Another interesting aspect and perspective of the Sarris et al. article relates to the observation that NLR-IDs seem to work in pairs of closely linked NLRs, at least in the cases studied in detail to date [8]. Thus, we expect that for every new NLR-ID, a partner NLR is also involved in resistance interaction.

New leads for research and breeding

As fusion domains have been shown to act as targets for pathogen effectors, each newly identified integrated domain provides a promising lead for studying how pathogens manipulate host metabolism. Thus, the work by Sarris et al. represents a rich resource for new research projects.
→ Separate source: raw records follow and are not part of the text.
#[cfg(test)]
mod tests {
    use super::*;
    use crate::translate::anthropic_types::{MessageStopBody, MessagesResponse};
    use rand::rngs::StdRng;
    use rand::SeedableRng;

    fn translator() -> StreamTranslator {
        let state = StreamState::with_ids(
            IdGenerator::from_rng(StdRng::seed_from_u64(1)),
            1_700_000_000,
        );
        StreamTranslator::with_state("test-model", &ResponsesRequest::default(), state)
    }

    fn message_start() -> StreamEvent {
        StreamEvent::MessageStart {
            message: MessagesResponse::default(),
        }
    }

    fn block_start(block: ResponseContentBlock) -> StreamEvent {
        StreamEvent::ContentBlockStart {
            index: 0,
            content_block: block,
        }
    }

    fn text_start() -> StreamEvent {
        block_start(ResponseContentBlock::Text {
            text: String::new(),
        })
    }

    fn tool_start(id: &str, name: &str) -> StreamEvent {
        block_start(ResponseContentBlock::ToolUse {
            id: id.to_string(),
            name: name.to_string(),
            input: serde_json::json!({}),
        })
    }

    fn delta(delta: Delta) -> StreamEvent {
        StreamEvent::ContentBlockDelta { index: 0, delta }
    }

    fn text_delta(text: &str) -> StreamEvent {
        delta(Delta::TextDelta {
            text: text.to_string(),
        })
    }

    fn json_delta(partial: &str) -> StreamEvent {
        delta(Delta::InputJsonDelta {
            partial_json: partial.to_string(),
        })
    }

    fn block_stop() -> StreamEvent {
        StreamEvent::ContentBlockStop { index: 0 }
    }

    fn message_stop(input: u64, output: u64) -> StreamEvent {
        StreamEvent::MessageStop {
            message: Some(MessageStopBody {
                usage: Some(Usage {
                    input_tokens: input,
                    output_tokens: output,
                    ..Default::default()
                }),
            }),
        }
    }

    fn run(translator: &mut StreamTranslator, events: &[StreamEvent]) -> Vec<ResponsesStreamEvent> {
        events
            .iter()
            .flat_map(|e| translator.process_event(e))
            .collect()
    }

    fn names(events: &[ResponsesStreamEvent]) -> Vec<&'static str> {
        events.iter().map(ResponsesStreamEvent::event_name).collect()
    }

    #[test]
    fn test_simple_text_stream() {
        let mut translator = translator();

        let events = translator.process_event(&message_start());
        assert_eq!(names(&events), ["response.created", "response.in_progress"]);

        assert!(!translator.state().has_emitted_message_item());
        let events = translator.process_event(&text_start());
        assert!(translator.state().has_emitted_message_item());
        assert_eq!(
            names(&events),
            ["response.output_item.added", "response.content_part.added"]
        );

        let events = translator.process_event(&text_delta("Hi"));
        assert_eq!(events.len(), 1);
        if let ResponsesStreamEvent::OutputTextDelta {
            item_id,
            output_index,
            content_index,
            delta,
            ..
        } = &events[0]
        {
            assert_eq!(item_id.as_deref(), translator.state().message_item_id());
            assert_eq!(*output_index, 0);
            assert_eq!(*content_index, 0);
            assert_eq!(delta, "Hi");
        } else {
            panic!("Expected output_text.delta");
        }

        let events = translator.process_event(&block_stop());
        assert_eq!(names(&events), ["response.output_text.done"]);
        assert_eq!(translator.state().open_block(), &OpenBlock::Idle);

        let events = translator.process_event(&message_stop(5, 2));
        assert_eq!(
            names(&events),
            ["response.output_item.done", "response.completed"]
        );

        let ResponsesStreamEvent::Completed {
            sequence_number,
            response,
        } = &events[1]
        else {
            panic!("Expected response.completed");
        };
        assert_eq!(*sequence_number, 7);
        assert_eq!(response.status, ResponseStatus::Completed);
        let usage = response.usage.unwrap();
        assert_eq!(usage.input_tokens, 5);
        assert_eq!(usage.output_tokens, 2);
        assert_eq!(usage.total_tokens, 7);
        assert!(translator.state().is_completed());
    }

    #[test]
    fn test_sequence_numbers_are_gapless_from_zero() {
        let mut translator = translator();
        let events = run(
            &mut translator,
            &[
                message_start(),
                block_start(ResponseContentBlock::Thinking {
                    thinking: String::new(),
                    signature: None,
                }),
                delta(Delta::ThinkingDelta {
                    thinking: "let me see".to_string(),
                }),
                block_stop(),
                text_start(),
                text_delta("a"),
                text_delta("b"),
                block_stop(),
                tool_start("toolu_1", "lookup"),
                json_delta("{}"),
                block_stop(),
                StreamEvent::Ping,
                message_stop(1, 1),
            ],
        );

        let numbers: Vec<u64> = events.iter().map(ResponsesStreamEvent::sequence_number).collect();
        let expected: Vec<u64> = (0..events.len() as u64).collect();
        assert_eq!(numbers, expected);
        assert_eq!(translator.state().sequence_number(), events.len() as u64);
    }

    #[test]
    fn test_thinking_has_no_part_added() {
        let mut translator = translator();
        translator.process_event(&message_start());

        let events = translator.process_event(&block_start(ResponseContentBlock::Thinking {
            thinking: String::new(),
            signature: None,
        }));
        assert!(events.is_empty());
        assert_eq!(translator.state().open_block(), &OpenBlock::Thinking);

        let events = translator.process_event(&delta(Delta::ThinkingDelta {
            thinking: "hmm".to_string(),
        }));
        assert_eq!(names(&events), ["response.reasoning.delta"]);
        // No item has been opened yet
        assert!(matches!(
            &events[0],
            ResponsesStreamEvent::ReasoningDelta { item_id: None, delta, .. } if delta == "hmm"
        ));

        assert!(translator.process_event(&block_stop()).is_empty());
    }

    #[test]
    fn test_tool_call_stream() {
        let mut translator = translator();
        translator.process_event(&message_start());

        let events = translator.process_event(&tool_start("toolu_abc", "search"));
        assert_eq!(names(&events), ["response.output_item.added"]);
        let fc_id = match translator.state().open_block() {
            OpenBlock::ToolUse(call) => {
                assert_eq!(call.call_id, "toolu_abc");
                assert_eq!(call.output_index, 0);
                call.id.clone()
            }
            other => panic!("Expected open tool_use block, got {other:?}"),
        };
        assert!(fc_id.starts_with("fc_"));

        run(&mut translator, &[json_delta("{\"q\""), json_delta(":\"rust\"}")]);

        let events = translator.process_event(&block_stop());
        assert_eq!(
            names(&events),
            [
                "response.function_call_arguments.done",
                "response.output_item.done"
            ]
        );
        if let ResponsesStreamEvent::FunctionCallArgumentsDone {
            item_id,
            call_id,
            name,
            arguments,
            ..
        } = &events[0]
        {
            assert_eq!(item_id, &fc_id);
            assert_eq!(call_id, "toolu_abc");
            assert_eq!(name, "search");
            assert_eq!(arguments, "{\"q\":\"rust\"}");
        } else {
            panic!("Expected function_call_arguments.done");
        }
        assert_eq!(translator.state().open_block(), &OpenBlock::Idle);

        // Tool-only stream: no message item to close
        let events = translator.process_event(&message_stop(3, 4));
        assert_eq!(names(&events), ["response.completed"]);
    }

    #[test]
    fn test_tool_call_without_arguments() {
        let mut translator = translator();
        let events = run(
            &mut translator,
            &[message_start(), tool_start("toolu_1", "ping"), block_stop()],
        );

        let done = events.last().unwrap();
        assert!(matches!(
            done,
            ResponsesStreamEvent::OutputItemDone {
                item: OutputItem::FunctionCall { arguments, status: ItemStatus::Completed, .. },
                ..
            } if arguments.is_empty()
        ));
    }

    #[test]
    fn test_json_delta_without_open_call_is_ignored() {
        let mut translator = translator();
        translator.process_event(&message_start());
        let before = translator.state().sequence_number();

        assert!(translator.process_event(&json_delta("{}")).is_empty());
        translator.process_event(&text_start());
        let after_text = translator.state().sequence_number();
        assert!(translator.process_event(&json_delta("{}")).is_empty());

        assert_eq!(before + 2, after_text);
        assert_eq!(translator.state().sequence_number(), after_text);
    }

    #[test]
    fn test_message_item_opened_once() {
        let mut translator = translator();
        let events = run(
            &mut translator,
            &[
                message_start(),
                text_start(),
                text_delta("one"),
                block_stop(),
                tool_start("toolu_1", "lookup"),
                block_stop(),
                text_start(),
                text_delta("two"),
                block_stop(),
                message_stop(0, 0),
            ],
        );

        let added: Vec<_> = events
            .iter()
            .filter_map(|e| match e {
                ResponsesStreamEvent::OutputItemAdded { output_index, item, .. } => {
                    Some((*output_index, item.clone()))
                }
                _ => None,
            })
            .collect();
        assert_eq!(added.len(), 2);
        assert!(matches!(added[0], (0, OutputItem::Message { .. })));
        assert!(matches!(added[1], (1, OutputItem::FunctionCall { .. })));

        // Second text block reuses the message item with the next content index
        let second_part = events
            .iter()
            .filter_map(|e| match e {
                ResponsesStreamEvent::ContentPartAdded {
                    output_index,
                    content_index,
                    ..
                } => Some((*output_index, *content_index)),
                _ => None,
            })
            .last();
        assert_eq!(second_part, Some((0, 1)));

        let message_done = events
            .iter()
            .rev()
            .find(|e| e.event_name() == "response.output_item.done")
            .unwrap();
        assert!(matches!(
            message_done,
            ResponsesStreamEvent::OutputItemDone {
                output_index: 0,
                item: OutputItem::Message { content, status: ItemStatus::Completed, .. },
                ..
            } if content.is_empty()
        ));
    }

    #[test]
    fn test_usage_falls_back_to_message_start_and_delta() {
        let mut translator = translator();
        let mut start = MessagesResponse::default();
        start.usage.input_tokens = 12;

        let events = run(
            &mut translator,
            &[
                StreamEvent::MessageStart { message: start },
                StreamEvent::MessageDelta {
                    delta: Default::default(),
                    usage: Some(crate::translate::anthropic_types::DeltaUsage {
                        input_tokens: None,
                        output_tokens: 9,
                    }),
                },
                StreamEvent::MessageStop { message: None },
            ],
        );

        let Some(ResponsesStreamEvent::Completed { response, .. }) = events.last() else {
            panic!("Expected response.completed");
        };
        let usage = response.usage.unwrap();
        assert_eq!(usage.input_tokens, 12);
        assert_eq!(usage.output_tokens, 9);
        assert_eq!(usage.total_tokens, 21);
    }

    #[test]
    fn test_unknown_events_change_nothing() {
        let mut translator = translator();
        translator.process_event(&message_start());
        let seq = translator.state().sequence_number();

        for event in [
            StreamEvent::Unknown,
            StreamEvent::Ping,
            delta(Delta::Unsupported),
            block_start(ResponseContentBlock::Unsupported),
        ] {
            assert!(translator.process_event(&event).is_empty());
        }
        assert_eq!(translator.state().sequence_number(), seq);
        assert_eq!(translator.state().open_block(), &OpenBlock::Idle);
    }

    #[test]
    fn test_created_envelope_echoes_request() {
        let original: ResponsesRequest = serde_json::from_value(serde_json::json!({
            "model": "gpt-4o",
            "input": "hi",
            "temperature": 0.5,
            "instructions": "Be brief"
        }))
        .unwrap();
        let state = StreamState::with_ids(IdGenerator::from_rng(StdRng::seed_from_u64(2)), 42);
        let response_id = state.response_id().to_string();
        let mut translator = StreamTranslator::with_state("gpt-4o", &original, state);

        let events = translator.process_event(&message_start());
        let json = serde_json::to_value(&events[0]).unwrap();
        assert_eq!(json["type"], "response.created");
        assert_eq!(json["sequence_number"], 0);
        assert_eq!(json["response"]["id"], response_id.as_str());
        assert_eq!(json["response"]["created_at"], 42);
        assert_eq!(json["response"]["status"], "in_progress");
        assert_eq!(json["response"]["model"], "gpt-4o");
        assert_eq!(json["response"]["output"], serde_json::json!([]));
        assert_eq!(json["response"]["temperature"], 0.5);
        assert_eq!(json["response"]["top_p"], 1.0);
        assert_eq!(json["response"]["tool_choice"], "auto");
        assert_eq!(json["response"]["instructions"], "Be brief");
    }

    #[test]
    fn test_events_after_completion_are_dropped() {
        let mut translator = translator();
        run(&mut translator, &[message_start(), message_stop(1, 1)]);
        assert!(translator.process_event(&message_start()).is_empty());
        assert!(translator.process_event(&text_start()).is_empty());
    }
}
Initial experiments might aim to identify effectors that target these newly identified domains. An important question pertaining to all resistance mechanisms relates to their durability in a crop cultivar grown on a large area and over several years. NLR-mediated immunity is often not durable because effector modification can disrupt recognition by the respective immune receptor, resulting in the emergence of new, virulent pathogen races. Because pathogens can modify their effector repertoire very rapidly, NLR genes are frequently overcome in the field, sometimes only a few years after the release of a new crop cultivar. There is no evidence that NLR-IDs provide a more durable resistance than normal NLRs. For example, the Lr10–RGA2 pair, in which an additional nucleotide-binding domain is integrated in RGA2, does not provide durable resistance; virulent races that overcame Lr10–RGA2 resistance are commonly found [8, 9]. Similarly, nonsynonymous polymorphisms and deletions in the rice blast effector Avr-Pia result in virulence to RGA5, indicating that these modifications in Avr-Pia disrupt recognition by RGA5 [6]. Nevertheless, more durable resistance might be achieved with knowledge of integrated domains: very interestingly, the rice Pi21 protein, like RGA5 and Pik-1, also contains a HMA domain [7]. Loss of Pi21 results in durable resistance [10], indicating that the Pi21 gene is a susceptibility factor. This suggests that the HMA domain is a target of a pathogen effector. Therefore, integrated domains could provide information about susceptibility factors that might serve as targets to generate knock-out mutations in the host that have the potential to provide durable resistance. Novel gene-editing technologies in crops provide the tools necessary to achieve this relatively easily.